His Geriatrican did a presentation and said the odds of having dementia is 2% at 65 and doubles every 5 years after that. So at 85, odds of dementia is normally 32% and mom has more than 2 of the health factors such as hypertension, diabetes, high cholestrol, afib, etc.. the risk doubles to 64%. Also her heart attack resulted in her heart functioning at about 50-60%, leading to less blood to the brain.
http://www.rgpeo.com/media/70114/dementia2015 final june 9 2015.pdf

I noticed things like she had had trouble remembering her dates and thus her medication even though they were in blister pack but she would think it is a different day or day of week than it is. I got her an American Lifetime clock from amazon about C$80 this summer but they seem to have gone up to $125 but here is a 2 pack still for $154 and another less expansive clock for from le Cross for her bedroom for about $35

https://www.amazon.ca/PACK-Version-...r=8-17-spons&keywords=american+lifetime&psc=1

https://www.amazon.ca/s/ref=bl_dp_s...75011&field-brandtextbin=LA+CROSSE+TECHNOLOGY

She was dehydrated due to increase in water pill over xmas and her creatinine shot up and she exhibited signs of paranoia against a nice home help that has been working for her for 3 years and who is a nursing student and we had her doctor calling me due to a high creatinine of 250 to adjust her water pill and to rehydrate her. She had similar paranoia from someone in the building who is pretty nice thinking she send some food in a pot and the pot did not come back when she sent in in a bowl and that came back with soup.

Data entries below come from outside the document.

impl CatalogService {
    pub fn new(
        database: Database,
        config: ConfigStore,
        connector: Arc<dyn PortalConnector>,
        directory: Arc<StationDirectory>,
    ) -> Self {
        Self {
            database,
            config,
            connector,
            directory,
        }
    }

    /// Refresh one portal. Holds the portal write lock for the duration;
    /// a concurrent call for the same portal waits (callers coalesce at
    /// the job queue instead of stacking up here).
    pub async fn refresh_portal(&self, portal_id: &str) -> Result<RefreshStats> {
        let portal = self
            .config
            .portal(portal_id)
            .ok_or_else(|| anyhow!("unknown portal {portal_id}"))?;
        if !portal.enabled {
            return Err(anyhow!("portal {portal_id} is disabled"));
        }

        let lock = self.database.portal_lock(portal_id);
        let _guard = lock.lock().await;

        info!("Refreshing portal '{}' ({portal_id})", portal.name);
        let mut stats = RefreshStats::default();

        // Reference ordering over all non-expired MACs; the first MAC that
        // answers supplies genres.
        let today = Utc::now().date_naive();
        let candidates: Vec<MacCandidate> = portal
            .macs
            .iter()
            .map(|(mac, account)| MacCandidate {
                mac: mac.clone(),
                watchdog_timeout: account.watchdog_timeout,
                playback_limit: account.playback_limit,
                expiry: account.expiry_date(),
            })
            .collect();
        let mac_order = select_macs(
            &candidates,
            &HashMap::new(),
            portal.streams_per_mac,
            ScoreWeights::default(),
            today,
        );
        if mac_order.is_empty() {
            return Err(anyhow!(
                "portal {portal_id} has no usable (non-expired) MACs"
            ));
        }

        // Per-MAC listings: availability union + first-seen channel data.
        let mut channels_by_id: BTreeMap<String, FetchedChannel> = BTreeMap::new();
        let mut genres: HashMap<String, String> = HashMap::new();
        let mut succeeded_macs = 0usize;

        for mac in &mac_order {
            match self.fetch_mac_listing(portal_id, &portal, mac).await {
                Ok((mac_channels, mac_genres)) => {
                    succeeded_macs += 1;
                    if genres.is_empty() {
                        genres = mac_genres;
                    }
                    for raw in mac_channels {
                        let has_cmd = raw
                            .cmd
                            .as_deref()
                            .map(|cmd| !cmd.trim().is_empty())
                            .unwrap_or(false);
                        let entry = channels_by_id.entry(raw.id.clone()).or_insert_with(|| {
                            FetchedChannel {
                                raw,
                                available_macs: Vec::new(),
                                alternate_ids: Vec::new(),
                            }
                        });
                        if has_cmd && !entry.available_macs.contains(mac) {
                            entry.available_macs.push(mac.clone());
                        }
                    }
                }
                Err(err) => {
                    stats.macs_failed += 1;
                    warn!(
                        "Skipping MAC {mac} for portal '{}': whole listing failed: {err}",
                        portal.name
                    );
                }
            }
        }

        if succeeded_macs == 0 {
            return Err(anyhow!(
                "portal {portal_id}: every MAC listing failed, keeping catalog untouched"
            ));
        }

        stats.channels_seen = channels_by_id.len();
        let merged = merge_duplicate_names(channels_by_id);
        stats.merged = merged.values().map(|entry| entry.alternate_ids.len()).sum();

        self.reconcile(portal_id, &portal, merged, genres, &mut stats)
            .await?;

        info!(
            "Refresh of portal '{}' done: {} seen, {} imported, {} updated, {} skipped, {} merged, {} soft-deleted, {} hard-deleted",
            portal.name,
            stats.channels_seen,
            stats.imported,
            stats.updated,
            stats.skipped,
            stats.merged,
            stats.soft_deleted,
            stats.hard_deleted,
        );
        Ok(stats)
    }

    async fn fetch_mac_listing(
        &self,
        portal_id: &str,
        portal: &PortalConfig,
        mac: &str,
    ) -> Result<(Vec<RawChannel>, HashMap<String, String>)> {
        let session = self.connector.connect(portal, mac).await?;
        self.update_mac_record(portal_id, mac, session.as_ref())
            .await;

        let channels = tokio::time::timeout(MAC_LISTING_TIMEOUT, session.get_all_channels())
            .await
            .map_err(|_| anyhow!("listing timed out after {MAC_LISTING_TIMEOUT:?}"))??;

        let genres = match session.get_genres().await {
            Ok(list) => list
                .into_iter()
                .map(|genre| (genre.id, genre.title))
                .collect(),
            Err(err) => {
                warn!("Genre listing failed for MAC {mac}: {err}");
                HashMap::new()
            }
        };
        Ok((channels, genres))
    }

    /// Opportunistic profile/expiry refresh on token acquisition;
    /// best-effort, failures only logged.
    async fn update_mac_record(&self, portal_id: &str, mac: &str, session: &dyn PortalSession) {
        let profile = match session.get_profile().await {
            Ok(profile) => profile,
            Err(err) => {
                warn!("Profile fetch failed for MAC {mac}: {err}");
                return;
            }
        };
        let expiry = session.get_expiry().await.unwrap_or(None);
        let now = Utc::now().timestamp();
        self.config.update_mac(portal_id, mac, |account| {
            let watchdog = profile.watchdog_timeout_seconds();
            if watchdog > 0 {
                account.watchdog_timeout = watchdog;
            }
            let limit = profile.playback_limit_value();
            if limit > 0 {
                account.playback_limit = limit;
            }
            if let Some(date) = expiry {
                account.expiry = Some(date.format("%Y-%m-%d").to_string());
            }
            account.last_profile_fetch = Some(now);
        });
    }

    /// Explicit per-MAC profile + expiry refresh (admin action).
    pub async fn refresh_mac_profiles(&self, portal_id: &str) -> Result<usize> {
        let portal = self
            .config
            .portal(portal_id)
            .ok_or_else(|| anyhow!("unknown portal {portal_id}"))?;
        let mut updated = 0usize;
        for mac in portal.macs.keys() {
            match self.connector.connect(&portal, mac).await {
                Ok(session) => {
                    self.update_mac_record(portal_id, mac, session.as_ref())
                        .await;
                    updated += 1;
                }
                Err(err) => warn!("MAC {mac} profile refresh failed: {err}"),
            }
        }
        Ok(updated)
    }

    async fn reconcile(
        &self,
        portal_id: &str,
        portal: &PortalConfig,
        merged: BTreeMap<String, FetchedChannel>,
        genres: HashMap<String, String>,
        stats: &mut RefreshStats,
    ) -> Result<()> {
        let settings = self.config.settings();
        let rules = TagRules::from_settings(&settings);
        let existing_hashes = self.database.channel_hashes(portal_id).await?;
        let existing_ids = self.database.channel_ids(portal_id).await?;

        let mut tx = self.database.pool().begin().await?;

        // Groups before channels so every channels.genre_id has a row.
        let mut genre_counts: HashMap<String, i64> = HashMap::new();
        for entry in merged.values() {
            let genre_id = entry.raw.tv_genre_id.clone().unwrap_or_default();
            if !genre_id.is_empty() {
                *genre_counts.entry(genre_id).or_insert(0) += 1;
            }
        }
        for (genre_id, count) in &genre_counts {
            let name = genres.get(genre_id).cloned().unwrap_or_default();
            channel_queries::upsert_group(&mut tx, portal_id, genre_id, &name, *count).await?;
        }
        if !portal.selected_genres.is_empty() {
            channel_queries::set_groups_active(&mut tx, portal_id, &portal.selected_genres).await?;
        }

        let mut present: HashSet<String> = HashSet::new();
        let mut deleted_alternates: Vec<String> = Vec::new();

        for (channel_id, entry) in &merged {
            present.insert(channel_id.clone());
            deleted_alternates.extend(entry.alternate_ids.iter().cloned());

            let raw = &entry.raw;
            let genre_id = raw.tv_genre_id.clone().unwrap_or_default();
            let genre = genres.get(&genre_id).cloned().unwrap_or_default();
            let number = raw.number.clone().unwrap_or_default();
            let logo = raw.logo.clone().unwrap_or_default();
            let cmd = raw.cmd.clone().unwrap_or_default();

            let hash = channel_hash(&raw.name, &number, &genre, &genre_id, &logo, &cmd);
            let mut available = entry.available_macs.clone();
            available.sort();
            let mut alternates = entry.alternate_ids.clone();
            alternates.sort();

            if existing_hashes.get(channel_id).map(String::as_str) == Some(hash.as_str()) {
                // Content unchanged: tag extraction and matching are
                // skipped entirely; only presence data moves.
                channel_queries::update_channel_presence(
                    &mut tx,
                    portal_id,
                    channel_id,
                    &available,
                    &alternates,
                )
                .await?;
                stats.skipped += 1;
                continue;
            }

            let extract = tags::extract(&raw.name, &rules);
            let auto_name = if portal.auto_normalize_names && !extract.is_header {
                extract.clean_name.clone()
            } else {
                String::new()
            };

            let matched = if portal.auto_match && !extract.is_header && !self.directory.is_empty() {
                self.directory.match_name(&raw.name, &extract.country)
            } else {
                None
            };

            let record = ChannelRecord {
                portal_id: portal_id.to_string(),
                channel_id: channel_id.clone(),
                name: raw.name.clone(),
                number,
                genre,
                genre_id,
                logo,
                cmd,
                auto_name,
                resolution: extract.resolution.clone(),
                video_codec: extract.video_codec.clone(),
                country: extract.country.clone(),
                audio_tags: extract.audio_tags.join(","),
                event_tags: extract.event_tags.join(","),
                misc_tags: extract.misc_tags.join(","),
                matched_name: matched.as_ref().map(|m| m.name.clone()).unwrap_or_default(),
                matched_source: matched
                    .as_ref()
                    .map(|m| m.source.clone())
                    .unwrap_or_default(),
                matched_station_id: matched
                    .as_ref()
                    .map(|m| m.station_id.clone())
                    .unwrap_or_default(),
                matched_call_sign: matched
                    .as_ref()
                    .map(|m| m.call_sign.clone())
                    .unwrap_or_default(),
                matched_logo: matched.as_ref().map(|m| m.logo.clone()).unwrap_or_default(),
                matched_score: matched.as_ref().map(|m| m.score),
                is_header: extract.is_header,
                is_event: extract.is_event,
                is_raw: extract.is_raw,
                enabled: false,
                available_macs: available,
                alternate_ids: alternates,
                channel_hash: hash,
                ..Default::default()
            };

            let existed = existing_hashes.contains_key(channel_id);
            channel_queries::upsert_channel(&mut tx, &record).await?;
            channel_queries::sync_channel_tags(
                &mut tx,
                portal_id,
                channel_id,
                &extract.event_tags,
                &extract.misc_tags,
            )
            .await?;
            if existed {
                stats.updated += 1;
            } else {
                stats.imported += 1;
            }
        }

        // Merged-away ids lose their own rows (the winner carries them in
        // alternate_ids).
        deleted_alternates.retain(|id| !present.contains(id));
        channel_queries::delete_channels(&mut tx, portal_id, &deleted_alternates).await?;

        // Rows absent from every non-failing MAC listing: soft-delete.
        let missing: Vec<String> = existing_ids
            .iter()
            .filter(|id| !present.contains(*id) && !deleted_alternates.contains(*id))
            .cloned()
            .collect();
        stats.soft_deleted =
            channel_queries::mark_channels_missing(&mut tx, portal_id, &missing, Utc::now())
                .await?;

        let cutoff = Utc::now()
            - ChronoDuration::seconds((settings.channel_retention_hours * 3600.0) as i64);
        stats.hard_deleted =
            channel_queries::hard_delete_missing(&mut tx, portal_id, cutoff).await?;

        channel_queries::recompute_stats(&mut tx, portal_id, &portal.name).await?;

        tx.commit().await?;
        Ok(())
    }
}
//! EPG source metadata and channel-id alias queries
//!
//! Programme rows live in per-source databases (see `epg::store`); the
//! main catalog only tracks source rows, the channels each source knows
//! about, and their display-name aliases used for resolution at emission
//! time.

use anyhow::Result;
use sqlx::Row;

use super::Database;
use crate::models::{EpgChannelRecord, EpgSourceRecord, EpgSourceType};

/// Where a channel's programmes come from, resolved per effective EPG id.
#[derive(Debug, Clone)]
pub struct EpgResolution {
    pub source_id: String,
    pub channel_id: String,
    pub display_name: String,
    pub icon: String,
    pub lcn: String,
}

impl Database {
    pub async fn upsert_epg_source(&self, source: &EpgSourceRecord) -> Result<()> {
        sqlx::query(
            "INSERT INTO epg_sources
                (source_id, name, url, source_type, enabled, interval_hours, last_fetch, last_refresh)
             VALUES (?, ?, ?, ?, ?, ?, ?, ?)
             ON CONFLICT(source_id) DO UPDATE SET
                name = excluded.name,
                url = excluded.url,
                source_type = excluded.source_type,
                enabled = excluded.enabled,
                interval_hours = excluded.interval_hours,
                last_fetch = COALESCE(excluded.last_fetch, epg_sources.last_fetch),
                last_refresh = COALESCE(excluded.last_refresh, epg_sources.last_refresh)",
        )
        .bind(&source.source_id)
        .bind(&source.name)
        .bind(&source.url)
        .bind(source.source_type.as_str())
        .bind(source.enabled as i64)
        .bind(source.interval_hours)
        .bind(source.last_fetch)
        .bind(source.last_refresh)
        .execute(&self.pool)
        .await?;
        Ok(())
    }

    pub async fn list_epg_sources(&self) -> Result<Vec<EpgSourceRecord>> {
        let rows = sqlx::query(
            "SELECT source_id, name, url, source_type, enabled, interval_hours, last_fetch, last_refresh
             FROM epg_sources ORDER BY source_id",
        )
        .fetch_all(&self.pool)
        .await?;
        Ok(rows
            .into_iter()
            .map(|row| EpgSourceRecord {
                source_id: row.get("source_id"),
                name: row.get("name"),
                url: row.get("url"),
                source_type: EpgSourceType::parse(&row.get::<String, _>("source_type")),
                enabled: row.get::<i64, _>("enabled") != 0,
                interval_hours: row.get("interval_hours"),
                last_fetch: row.get("last_fetch"),
                last_refresh: row.get("last_refresh"),
            })
            .collect())
    }

    pub async fn get_epg_source(&self, source_id: &str) -> Result<Option<EpgSourceRecord>> {
        Ok(self
            .list_epg_sources()
            .await?
            .into_iter()
            .find(|s| s.source_id == source_id))
    }

    pub async fn mark_epg_fetch(&self, source_id: &str, timestamp: i64) -> Result<()> {
        sqlx::query("UPDATE epg_sources SET last_fetch = ? WHERE source_id = ?")
            .bind(timestamp)
            .bind(source_id)
            .execute(&self.pool)
            .await?;
        Ok(())
    }

    pub async fn mark_epg_refresh(&self, source_id: &str, timestamp: i64) -> Result<()> {
        sqlx::query("UPDATE epg_sources SET last_refresh = ? WHERE source_id = ?")
            .bind(timestamp)
            .bind(source_id)
            .execute(&self.pool)
            .await?;
        Ok(())
    }

    pub async fn delete_epg_source(&self, source_id: &str) -> Result<()> {
        let mut tx = self.pool.begin().await?;
        for table in ["epg_sources", "epg_channels", "epg_channel_names"] {
            sqlx::query(&format!("DELETE FROM {table} WHERE source_id = ?"))
                .bind(source_id)
                .execute(&mut *tx)
                .await?;
        }
        tx.commit().await?;
        Ok(())
    }

    /// Replace the channel metadata a source reported in its last refresh.
    pub async fn replace_epg_channels(
        &self,
        source_id: &str,
        channels: &[EpgChannelRecord],
    ) -> Result<()> {
        let now = chrono::Utc::now().timestamp();
        let mut tx = self.pool.begin().await?;
        sqlx::query("DELETE FROM epg_channels WHERE source_id = ?")
            .bind(source_id)
            .execute(&mut *tx)
            .await?;
        sqlx::query("DELETE FROM epg_channel_names WHERE source_id = ?")
            .bind(source_id)
            .execute(&mut *tx)
            .await?;
        for channel in channels {
            sqlx::query(
                "INSERT OR REPLACE INTO epg_channels
                    (source_id, channel_id, display_name, icon, lcn, updated_at)
                 VALUES (?, ?, ?, ?, ?, ?)",
            )
            .bind(source_id)
            .bind(&channel.channel_id)
            .bind(&channel.display_name)
            .bind(&channel.icon)
            .bind(&channel.lcn)
            .bind(now)
            .execute(&mut *tx)
            .await?;
            for name in &channel.names {
                sqlx::query(
                    "INSERT OR IGNORE INTO epg_channel_names (source_id, channel_id, name)
                     VALUES (?, ?, ?)",
                )
                .bind(source_id)
                .bind(&channel.channel_id)
                .bind(name)
                .execute(&mut *tx)
                .await?;
            }
        }
        tx.commit().await?;
        Ok(())
    }

    /// Resolve an effective EPG id to the source that carries it.
    ///
    /// Resolution order: a source whose `epg_channels` contains the id
    /// verbatim wins; otherwise a case-folded display-name alias in
    /// `epg_channel_names`; otherwise none. Multiple hits tie-break on
    /// source_id so emission stays deterministic.
    pub async fn resolve_epg_id(&self, epg_id: &str) -> Result<Option<EpgResolution>> {
        let row = sqlx::query(
            "SELECT source_id, channel_id, display_name, icon, lcn
             FROM epg_channels WHERE channel_id = ? ORDER BY source_id LIMIT 1",
        )
        .bind(epg_id)
        .fetch_optional(&self.pool)
        .await?;
        if let Some(row) = row {
            return Ok(Some(EpgResolution {
                source_id: row.get("source_id"),
                channel_id: row.get("channel_id"),
                display_name: row.get("display_name"),
                icon: row.get("icon"),
                lcn: row.get("lcn"),
            }));
        }

        let row = sqlx::query(
            "SELECT n.source_id, n.channel_id, c.display_name, c.icon, c.lcn
             FROM epg_channel_names n
             JOIN epg_channels c ON c.source_id = n.source_id AND c.channel_id = n.channel_id
             WHERE n.name = ? COLLATE NOCASE
             ORDER BY n.source_id, n.channel_id LIMIT 1",
        )
        .bind(epg_id)
        .fetch_optional(&self.pool)
        .await?;
        Ok(row.map(|row| EpgResolution {
            source_id: row.get("source_id"),
            channel_id: row.get("channel_id"),
            display_name: row.get("display_name"),
            icon: row.get("icon"),
            lcn: row.get("lcn"),
        }))
    }
}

Recently I had a friend's daughter who is starting her medical residency but having completed medical school, internship and 1 year of residency already abroad stay with us for a few weeks while she is looking for a flat and mom got into full paranoia mode with her too in addition to challenging behaviour i.e. slapping herself in the face which she learned from Dad who was mid stage alzheimer and vascular dementia who was influenced by his mom who used to hit her head against the wall to control her family.

I used to work and live in London, Paris and Prague for 10 years and distance was one of the reasons I moved back to Canada since my parents were getting in their late 60s and 70 and a friend had trouble flying out to us for 2 days when a parent died. I was able to get home overnight from San Francisco when dad went into surgery for burst gall bladder..

So where does your parents live and how old are they? You can calculate their risk for dementia from their age so you have a ball park figure of risk for dad.

My suggestions are
* 1st try to get your dad a full physical (check for UTI, dehydration or other medical condition that might explain the paranoia via delierium perhaps) and
* get your dad a Moca (montreal cognitive assessment test) or otherwise known as memeory test.
* If you have phone number to neighbours or relatives that see your dad regularly, try to call them and ask if they had noticed any issues recently. They are closer and may have insights or facts you don't have. someone I know whose mom had dementia was notified of the fact by her neighbours.

If you have a similar program where you dad lives you can also try to get family doctor or someone to refer to the geriatric program of the city your dad lives.

Does anyone have POA for your dad? In some places doctor would not even talk to you if you do not have POA.
 

Witzend

Registered User
Aug 29, 2007
4,283
0
SW London
Accusing neighbours of stealing things nobody in their right mind would want anyway (manky old wee-stained pedestal mat was just one!). was certainly an early sign in my FiL.
My sister in law had taken it away and burnt it.